Somewhere below, one line contains "shared table on" and a later line contains "self.lock()?.insert(entity.id(), entity);". Output those two lines and everything between them exactly, and nothing else.
____________
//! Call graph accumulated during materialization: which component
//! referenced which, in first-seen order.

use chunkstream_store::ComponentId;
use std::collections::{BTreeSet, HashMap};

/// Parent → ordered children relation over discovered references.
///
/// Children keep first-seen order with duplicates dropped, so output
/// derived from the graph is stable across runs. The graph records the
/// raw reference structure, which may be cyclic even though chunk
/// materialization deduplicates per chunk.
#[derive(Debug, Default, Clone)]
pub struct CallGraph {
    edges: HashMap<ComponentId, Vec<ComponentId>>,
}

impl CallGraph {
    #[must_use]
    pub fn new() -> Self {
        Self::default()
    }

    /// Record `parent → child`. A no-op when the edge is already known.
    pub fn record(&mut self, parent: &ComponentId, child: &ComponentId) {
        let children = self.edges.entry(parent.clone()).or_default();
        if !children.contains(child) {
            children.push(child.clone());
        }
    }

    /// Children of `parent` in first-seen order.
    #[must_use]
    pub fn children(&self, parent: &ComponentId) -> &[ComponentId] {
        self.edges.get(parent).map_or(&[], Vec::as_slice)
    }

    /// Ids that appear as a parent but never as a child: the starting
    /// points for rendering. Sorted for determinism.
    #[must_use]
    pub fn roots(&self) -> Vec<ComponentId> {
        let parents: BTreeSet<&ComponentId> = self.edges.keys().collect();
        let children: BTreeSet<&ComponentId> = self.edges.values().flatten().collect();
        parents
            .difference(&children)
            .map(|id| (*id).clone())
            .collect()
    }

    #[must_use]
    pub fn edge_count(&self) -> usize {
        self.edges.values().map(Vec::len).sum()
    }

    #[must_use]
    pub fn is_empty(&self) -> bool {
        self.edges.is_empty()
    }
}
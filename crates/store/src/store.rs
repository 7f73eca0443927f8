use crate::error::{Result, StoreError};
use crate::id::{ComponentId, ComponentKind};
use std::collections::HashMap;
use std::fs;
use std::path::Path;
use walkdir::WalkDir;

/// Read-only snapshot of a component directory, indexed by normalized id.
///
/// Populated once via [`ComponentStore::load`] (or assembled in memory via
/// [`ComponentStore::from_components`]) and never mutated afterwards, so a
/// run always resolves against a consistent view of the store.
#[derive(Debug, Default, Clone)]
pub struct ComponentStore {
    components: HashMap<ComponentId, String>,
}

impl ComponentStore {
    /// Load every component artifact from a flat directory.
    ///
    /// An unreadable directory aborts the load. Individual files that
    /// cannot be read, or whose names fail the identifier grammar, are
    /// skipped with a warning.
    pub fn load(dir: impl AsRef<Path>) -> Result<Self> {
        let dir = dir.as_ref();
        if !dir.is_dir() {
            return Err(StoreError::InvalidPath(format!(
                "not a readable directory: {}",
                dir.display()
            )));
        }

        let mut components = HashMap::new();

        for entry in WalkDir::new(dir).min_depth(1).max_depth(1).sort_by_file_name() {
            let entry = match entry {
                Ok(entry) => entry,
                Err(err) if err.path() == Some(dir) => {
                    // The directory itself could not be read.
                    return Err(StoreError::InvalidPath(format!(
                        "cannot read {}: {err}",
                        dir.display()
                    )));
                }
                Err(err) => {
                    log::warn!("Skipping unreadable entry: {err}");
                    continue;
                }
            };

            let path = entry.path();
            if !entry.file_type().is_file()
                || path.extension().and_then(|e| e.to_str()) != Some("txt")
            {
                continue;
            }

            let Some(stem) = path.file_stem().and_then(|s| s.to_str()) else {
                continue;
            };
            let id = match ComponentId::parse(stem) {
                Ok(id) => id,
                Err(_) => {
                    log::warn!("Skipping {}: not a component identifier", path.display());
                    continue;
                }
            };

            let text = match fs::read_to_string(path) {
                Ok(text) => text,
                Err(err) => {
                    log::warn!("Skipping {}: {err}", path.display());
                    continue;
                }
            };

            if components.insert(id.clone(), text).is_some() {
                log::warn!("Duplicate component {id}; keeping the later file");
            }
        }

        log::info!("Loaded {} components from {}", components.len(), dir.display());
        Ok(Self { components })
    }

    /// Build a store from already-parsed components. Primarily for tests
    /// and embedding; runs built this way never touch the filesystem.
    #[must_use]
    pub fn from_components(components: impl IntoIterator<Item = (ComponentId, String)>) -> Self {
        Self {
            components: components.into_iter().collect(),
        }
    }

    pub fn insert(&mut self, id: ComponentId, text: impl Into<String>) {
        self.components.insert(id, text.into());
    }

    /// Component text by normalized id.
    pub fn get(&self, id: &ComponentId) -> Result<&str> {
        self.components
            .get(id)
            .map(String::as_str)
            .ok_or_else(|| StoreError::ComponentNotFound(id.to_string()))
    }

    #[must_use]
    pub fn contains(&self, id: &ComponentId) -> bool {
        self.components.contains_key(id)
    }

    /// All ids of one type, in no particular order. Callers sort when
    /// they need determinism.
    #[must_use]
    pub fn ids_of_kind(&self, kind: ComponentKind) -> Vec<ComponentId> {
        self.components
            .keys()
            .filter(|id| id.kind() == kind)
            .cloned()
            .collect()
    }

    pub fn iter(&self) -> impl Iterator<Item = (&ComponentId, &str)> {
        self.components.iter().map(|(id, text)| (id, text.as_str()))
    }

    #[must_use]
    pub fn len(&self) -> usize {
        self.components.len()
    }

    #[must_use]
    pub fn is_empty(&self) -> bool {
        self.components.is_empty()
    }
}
____________
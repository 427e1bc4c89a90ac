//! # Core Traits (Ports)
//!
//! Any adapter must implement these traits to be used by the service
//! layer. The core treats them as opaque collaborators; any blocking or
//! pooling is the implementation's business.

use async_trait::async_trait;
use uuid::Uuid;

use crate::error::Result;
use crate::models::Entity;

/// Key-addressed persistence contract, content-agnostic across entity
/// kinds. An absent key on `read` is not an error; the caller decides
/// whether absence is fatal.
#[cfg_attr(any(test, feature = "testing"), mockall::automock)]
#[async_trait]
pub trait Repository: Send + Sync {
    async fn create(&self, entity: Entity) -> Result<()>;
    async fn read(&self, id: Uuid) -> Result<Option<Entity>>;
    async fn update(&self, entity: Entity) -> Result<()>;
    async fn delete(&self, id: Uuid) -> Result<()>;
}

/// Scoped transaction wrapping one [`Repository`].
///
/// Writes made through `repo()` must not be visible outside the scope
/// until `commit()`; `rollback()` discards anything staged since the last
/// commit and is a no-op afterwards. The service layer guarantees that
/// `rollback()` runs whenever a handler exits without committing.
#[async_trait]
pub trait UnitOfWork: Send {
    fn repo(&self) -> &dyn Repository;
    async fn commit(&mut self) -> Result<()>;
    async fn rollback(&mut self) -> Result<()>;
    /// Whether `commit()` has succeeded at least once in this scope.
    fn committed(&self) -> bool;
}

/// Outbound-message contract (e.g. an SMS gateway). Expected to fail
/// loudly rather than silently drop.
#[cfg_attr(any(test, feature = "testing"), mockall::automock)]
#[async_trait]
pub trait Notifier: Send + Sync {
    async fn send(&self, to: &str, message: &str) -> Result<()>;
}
____________
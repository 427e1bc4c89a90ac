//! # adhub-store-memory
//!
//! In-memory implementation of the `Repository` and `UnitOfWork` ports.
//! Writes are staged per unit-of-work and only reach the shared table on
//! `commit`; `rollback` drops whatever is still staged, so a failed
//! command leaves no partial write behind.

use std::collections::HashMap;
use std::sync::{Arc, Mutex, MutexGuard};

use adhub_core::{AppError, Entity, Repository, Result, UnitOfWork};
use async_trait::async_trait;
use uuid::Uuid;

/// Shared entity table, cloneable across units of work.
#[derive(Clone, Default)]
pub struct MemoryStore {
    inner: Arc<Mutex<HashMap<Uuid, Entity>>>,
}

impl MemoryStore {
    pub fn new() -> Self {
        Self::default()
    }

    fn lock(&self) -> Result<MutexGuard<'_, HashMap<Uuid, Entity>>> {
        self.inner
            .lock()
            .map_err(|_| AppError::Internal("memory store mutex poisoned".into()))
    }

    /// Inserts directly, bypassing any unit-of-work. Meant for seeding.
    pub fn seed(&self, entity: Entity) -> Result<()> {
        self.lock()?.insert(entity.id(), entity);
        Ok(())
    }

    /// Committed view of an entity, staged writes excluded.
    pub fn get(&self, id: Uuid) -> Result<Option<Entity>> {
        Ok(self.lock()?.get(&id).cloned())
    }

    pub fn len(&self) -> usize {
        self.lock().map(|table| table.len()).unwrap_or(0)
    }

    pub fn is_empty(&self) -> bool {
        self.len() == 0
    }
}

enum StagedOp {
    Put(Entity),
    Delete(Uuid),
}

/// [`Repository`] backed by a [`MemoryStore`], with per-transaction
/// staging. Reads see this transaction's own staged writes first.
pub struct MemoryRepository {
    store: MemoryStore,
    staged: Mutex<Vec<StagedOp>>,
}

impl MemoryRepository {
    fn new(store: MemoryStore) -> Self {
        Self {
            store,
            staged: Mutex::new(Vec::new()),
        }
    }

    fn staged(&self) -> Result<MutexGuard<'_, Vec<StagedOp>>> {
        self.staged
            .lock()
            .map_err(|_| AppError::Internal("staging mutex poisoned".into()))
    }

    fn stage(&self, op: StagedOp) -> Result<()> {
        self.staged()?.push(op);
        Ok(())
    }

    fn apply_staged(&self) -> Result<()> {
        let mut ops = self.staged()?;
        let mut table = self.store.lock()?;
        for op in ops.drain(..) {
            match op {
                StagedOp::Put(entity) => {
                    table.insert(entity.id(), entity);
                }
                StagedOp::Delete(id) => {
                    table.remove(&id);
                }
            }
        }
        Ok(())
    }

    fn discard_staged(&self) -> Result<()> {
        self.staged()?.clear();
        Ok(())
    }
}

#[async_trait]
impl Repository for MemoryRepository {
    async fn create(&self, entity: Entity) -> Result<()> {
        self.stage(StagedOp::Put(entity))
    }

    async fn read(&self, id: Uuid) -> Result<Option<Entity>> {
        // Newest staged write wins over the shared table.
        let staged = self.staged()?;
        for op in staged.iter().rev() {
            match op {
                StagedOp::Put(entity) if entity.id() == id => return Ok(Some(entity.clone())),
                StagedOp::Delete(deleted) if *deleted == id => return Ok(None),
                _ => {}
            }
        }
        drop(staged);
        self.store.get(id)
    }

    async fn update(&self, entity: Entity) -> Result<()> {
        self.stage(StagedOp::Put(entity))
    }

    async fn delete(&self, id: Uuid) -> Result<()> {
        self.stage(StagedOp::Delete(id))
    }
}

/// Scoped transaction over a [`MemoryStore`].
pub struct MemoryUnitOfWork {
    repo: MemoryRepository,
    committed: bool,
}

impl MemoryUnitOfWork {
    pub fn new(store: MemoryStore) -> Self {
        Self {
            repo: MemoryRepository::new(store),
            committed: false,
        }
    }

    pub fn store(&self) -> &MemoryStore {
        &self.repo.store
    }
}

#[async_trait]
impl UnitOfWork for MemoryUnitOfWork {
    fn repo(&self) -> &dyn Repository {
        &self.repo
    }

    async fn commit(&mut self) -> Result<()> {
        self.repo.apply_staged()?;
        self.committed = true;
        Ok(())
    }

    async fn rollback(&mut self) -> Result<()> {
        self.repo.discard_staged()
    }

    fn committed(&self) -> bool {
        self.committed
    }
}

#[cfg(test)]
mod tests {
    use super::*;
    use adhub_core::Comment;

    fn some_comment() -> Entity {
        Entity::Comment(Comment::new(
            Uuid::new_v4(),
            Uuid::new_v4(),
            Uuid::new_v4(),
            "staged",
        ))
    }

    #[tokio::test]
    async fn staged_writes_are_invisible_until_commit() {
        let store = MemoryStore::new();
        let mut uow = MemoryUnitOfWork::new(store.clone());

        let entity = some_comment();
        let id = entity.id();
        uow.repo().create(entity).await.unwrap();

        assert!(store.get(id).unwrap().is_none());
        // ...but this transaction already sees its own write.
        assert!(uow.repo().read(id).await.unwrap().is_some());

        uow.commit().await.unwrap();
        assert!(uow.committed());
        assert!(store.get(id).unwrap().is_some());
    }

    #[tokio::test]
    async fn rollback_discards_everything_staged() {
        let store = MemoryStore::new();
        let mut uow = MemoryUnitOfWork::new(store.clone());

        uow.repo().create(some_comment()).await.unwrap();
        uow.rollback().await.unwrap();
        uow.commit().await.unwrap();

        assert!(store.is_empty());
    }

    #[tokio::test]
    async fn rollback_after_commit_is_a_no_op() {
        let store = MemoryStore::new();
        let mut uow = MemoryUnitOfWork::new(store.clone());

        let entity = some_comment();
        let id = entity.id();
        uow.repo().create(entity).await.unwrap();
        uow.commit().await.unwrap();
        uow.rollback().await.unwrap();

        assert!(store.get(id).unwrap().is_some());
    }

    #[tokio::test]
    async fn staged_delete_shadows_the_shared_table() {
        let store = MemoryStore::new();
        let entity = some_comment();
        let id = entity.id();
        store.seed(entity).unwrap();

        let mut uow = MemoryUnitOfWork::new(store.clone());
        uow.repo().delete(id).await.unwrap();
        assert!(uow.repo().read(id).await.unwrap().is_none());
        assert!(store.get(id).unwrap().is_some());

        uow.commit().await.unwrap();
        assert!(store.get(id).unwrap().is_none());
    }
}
____________
* Exercise solution:
//! Writes are staged per unit-of-work and only reach the shared table on
//! `commit`; `rollback` drops whatever is still staged, so a failed
//! command leaves no partial write behind.

use std::collections::HashMap;
use std::sync::{Arc, Mutex, MutexGuard};

use adhub_core::{AppError, Entity, Repository, Result, UnitOfWork};
use async_trait::async_trait;
use uuid::Uuid;

/// Shared entity table, cloneable across units of work.
#[derive(Clone, Default)]
pub struct MemoryStore {
    inner: Arc<Mutex<HashMap<Uuid, Entity>>>,
}

impl MemoryStore {
    pub fn new() -> Self {
        Self::default()
    }

    fn lock(&self) -> Result<MutexGuard<'_, HashMap<Uuid, Entity>>> {
        self.inner
            .lock()
            .map_err(|_| AppError::Internal("memory store mutex poisoned".into()))
    }

    /// Inserts directly, bypassing any unit-of-work. Meant for seeding.
    pub fn seed(&self, entity: Entity) -> Result<()> {
        self.lock()?.insert(entity.id(), entity);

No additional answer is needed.